* **PROBLEM DETAILS**
Return verbatim all lines from the first one in the records to the line with "Classification is a", both ends kept.

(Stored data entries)
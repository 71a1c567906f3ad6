//! Maps engine object names to entity keys.
//!
//! Engine objects are named after their prefab plus an optional instance
//! suffix, e.g. `"Crawler 1"` or `"Zombie Runner (2)"`. Classification is a
//! substring match against an ordered rule list; longer patterns are always
//! tried first, so `"Giant Fly"` wins over `"Fly"`.

use tracing::trace;

use crate::entity::{EntityKey, EntityType, InstanceId};

/// One classification rule.
#[derive(Debug, Clone, PartialEq, Eq)]
pub struct ClassifierRule {
    /// Substring that identifies the type.
    pub pattern: &'static str,
    /// The type assigned on a match.
    pub entity_type: EntityType,
    /// Substrings that veto the match.
    pub excludes: &'static [&'static str],
}

impl ClassifierRule {
    /// A rule without exclusions.
    #[must_use]
    pub const fn new(pattern: &'static str, entity_type: EntityType) -> Self {
        Self {
            pattern,
            entity_type,
            excludes: &[],
        }
    }

    /// A rule that does not match names containing any of `excludes`.
    #[must_use]
    pub const fn excluding(
        pattern: &'static str,
        entity_type: EntityType,
        excludes: &'static [&'static str],
    ) -> Self {
        Self {
            pattern,
            entity_type,
            excludes,
        }
    }

    fn matches(&self, name: &str) -> bool {
        name.contains(self.pattern) && !self.excludes.iter().any(|ex| name.contains(ex))
    }
}

const BUILTIN_RULES: &[ClassifierRule] = &[
    ClassifierRule::new("Giant Fly", EntityType::GruzMother),
    ClassifierRule::new("False Knight New", EntityType::FalseKnight),
    ClassifierRule::new("Mega Moss Charger", EntityType::MossCharger),
    ClassifierRule::new("Zombie Runner", EntityType::WanderingHusk),
    ClassifierRule::new("Zombie Barger", EntityType::HuskBully),
    ClassifierRule::new("Zombie Leaper", EntityType::LeapingHusk),
    ClassifierRule::new("Zombie Hornhead", EntityType::HuskHornhead),
    ClassifierRule::new("Zombie Shield", EntityType::HuskWarrior),
    ClassifierRule::new("Zombie Guard", EntityType::HuskGuard),
    ClassifierRule::new("Climber", EntityType::Tiktik),
    ClassifierRule::new("Crawler", EntityType::Crawlid),
    ClassifierRule::new("Fly", EntityType::Gruzzer),
    ClassifierRule::new("Spitter", EntityType::AspidHunter),
    ClassifierRule::new("Buzzer", EntityType::Vengefly),
    ClassifierRule::new("Worm", EntityType::Goam),
    ClassifierRule::excluding("Hatcher", EntityType::AspidMother, &["Baby Spawner"]),
    ClassifierRule::new("Roller", EntityType::Baldur),
    ClassifierRule::new("Blocker", EntityType::ElderBaldur),
    ClassifierRule::new("Mawlek Body", EntityType::BroodingMawlek),
    ClassifierRule::new("Moss Walker", EntityType::Mosscreep),
    ClassifierRule::new("Mossman_Runner", EntityType::Mosskin),
    ClassifierRule::new("Mossman_Shaker", EntityType::VolatileMosskin),
    ClassifierRule::new("Plant Trap", EntityType::FoolEater),
    ClassifierRule::new("Mosquito", EntityType::Squit),
    ClassifierRule::new("Fat Fly", EntityType::Obble),
    ClassifierRule::new("Acid Walker", EntityType::Durandoo),
    ClassifierRule::new("Plant Turret", EntityType::Gulka),
    ClassifierRule::new("Acid Flyer", EntityType::Duranda),
    ClassifierRule::new("Moss Knight", EntityType::MossKnight),
];

/// Ordered substring classifier.
#[derive(Debug, Clone)]
pub struct Classifier {
    rules: Vec<ClassifierRule>,
}

impl Default for Classifier {
    fn default() -> Self {
        Self::new(BUILTIN_RULES.to_vec())
    }
}

impl Classifier {
    /// Builds a classifier from `rules`, ordered by descending pattern length.
    /// Rules of equal length keep their relative order.
    #[must_use]
    pub fn new(mut rules: Vec<ClassifierRule>) -> Self {
        rules.sort_by_key(|rule| std::cmp::Reverse(rule.pattern.len()));
        Self { rules }
    }

    /// The rules in the order they are tried.
    #[must_use]
    pub fn rules(&self) -> &[ClassifierRule] {
        &self.rules
    }

    /// Classifies an engine object name. `None` means the object is not
    /// networked.
    #[must_use]
    pub fn classify(&self, name: &str) -> Option<EntityKey> {
        let Some(rule) = self.rules.iter().find(|rule| rule.matches(name)) else {
            trace!(name, "Object is not a networked entity");
            return None;
        };
        let id = instance_id(name, rule.pattern);
        Some(EntityKey::new(rule.entity_type, id))
    }
}

/// Extracts the instance id from `name` once the type `pattern` is removed:
/// the last space-separated token, stripped of parentheses, parsed as `u8`.
/// Anything unparsable is id 0.
#[must_use]
pub fn instance_id(name: &str, pattern: &str) -> InstanceId {
    let rest = name.replacen(pattern, "", 1);
    let id = rest
        .split(' ')
        .next_back()
        .map(|token| token.trim_matches(|c| c == '(' || c == ')'))
        .and_then(|token| token.parse::<u8>().ok())
        .unwrap_or(0);
    InstanceId::new(id)
}

#[cfg(test)]
#[allow(
    clippy::panic,
    clippy::unwrap_used,
    clippy::expect_used,
    clippy::indexing_slicing
)]
mod tests {
    use super::*;

    fn key(entity_type: EntityType, id: u8) -> EntityKey {
        EntityKey::new(entity_type, InstanceId::new(id))
    }

    #[test]
    fn plain_names() {
        let classifier = Classifier::default();
        assert_eq!(
            classifier.classify("Crawler 1"),
            Some(key(EntityType::Crawlid, 1))
        );
        assert_eq!(classifier.classify("Roller"), Some(key(EntityType::Baldur, 0)));
        assert_eq!(
            classifier.classify("Zombie Runner (12)"),
            Some(key(EntityType::WanderingHusk, 12))
        );
    }

    #[test]
    fn specific_patterns_win_over_generic_substrings() {
        let classifier = Classifier::default();
        assert_eq!(
            classifier.classify("Giant Fly"),
            Some(key(EntityType::GruzMother, 0))
        );
        assert_eq!(
            classifier.classify("Fat Fly 3"),
            Some(key(EntityType::Obble, 3))
        );
        assert_eq!(classifier.classify("Fly 2"), Some(key(EntityType::Gruzzer, 2)));
        assert_eq!(
            classifier.classify("Mega Moss Charger"),
            Some(key(EntityType::MossCharger, 0))
        );
    }

    #[test]
    fn exclusions_veto_a_match() {
        let classifier = Classifier::default();
        assert_eq!(
            classifier.classify("Hatcher 1"),
            Some(key(EntityType::AspidMother, 1))
        );
        assert_eq!(classifier.classify("Hatcher Baby Spawner"), None);
    }

    #[test]
    fn unknown_names_are_not_networked() {
        let classifier = Classifier::default();
        assert_eq!(classifier.classify("Knight"), None);
        assert_eq!(classifier.classify(""), None);
    }

    #[test]
    fn unparsable_suffixes_default_to_zero() {
        assert_eq!(instance_id("Crawler", "Crawler"), InstanceId::new(0));
        assert_eq!(instance_id("Crawler abc", "Crawler"), InstanceId::new(0));
        assert_eq!(instance_id("Crawler 300", "Crawler"), InstanceId::new(0));
        assert_eq!(instance_id("Crawler (7)", "Crawler"), InstanceId::new(7));
    }

    #[test]
    fn rules_are_ordered_longest_first() {
        let classifier = Classifier::default();
        let lengths: Vec<usize> = classifier.rules().iter().map(|r| r.pattern.len()).collect();
        assert!(lengths.windows(2).all(|w| w[0] >= w[1]), "{lengths:?}");
    }

    #[test]
    fn custom_rules_sort_stably() {
        let classifier = Classifier::new(vec![
            ClassifierRule::new("ab", EntityType::Squit),
            ClassifierRule::new("cd", EntityType::Obble),
            ClassifierRule::new("abcd", EntityType::Goam),
        ]);
        let order: Vec<EntityType> = classifier.rules().iter().map(|r| r.entity_type).collect();
        assert_eq!(order, [EntityType::Goam, EntityType::Squit, EntityType::Obble]);
        assert_eq!(classifier.classify("ab cd 4"), Some(key(EntityType::Squit, 4)));
    }
}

* **OUTPUT**
repository 71a1c567906f3ad6
//! Maps engine object names to entity keys.
//!
//! Engine objects are named after their prefab plus an optional instance
//! suffix, e.g. `"Crawler 1"` or `"Zombie Runner (2)"`. Classification is a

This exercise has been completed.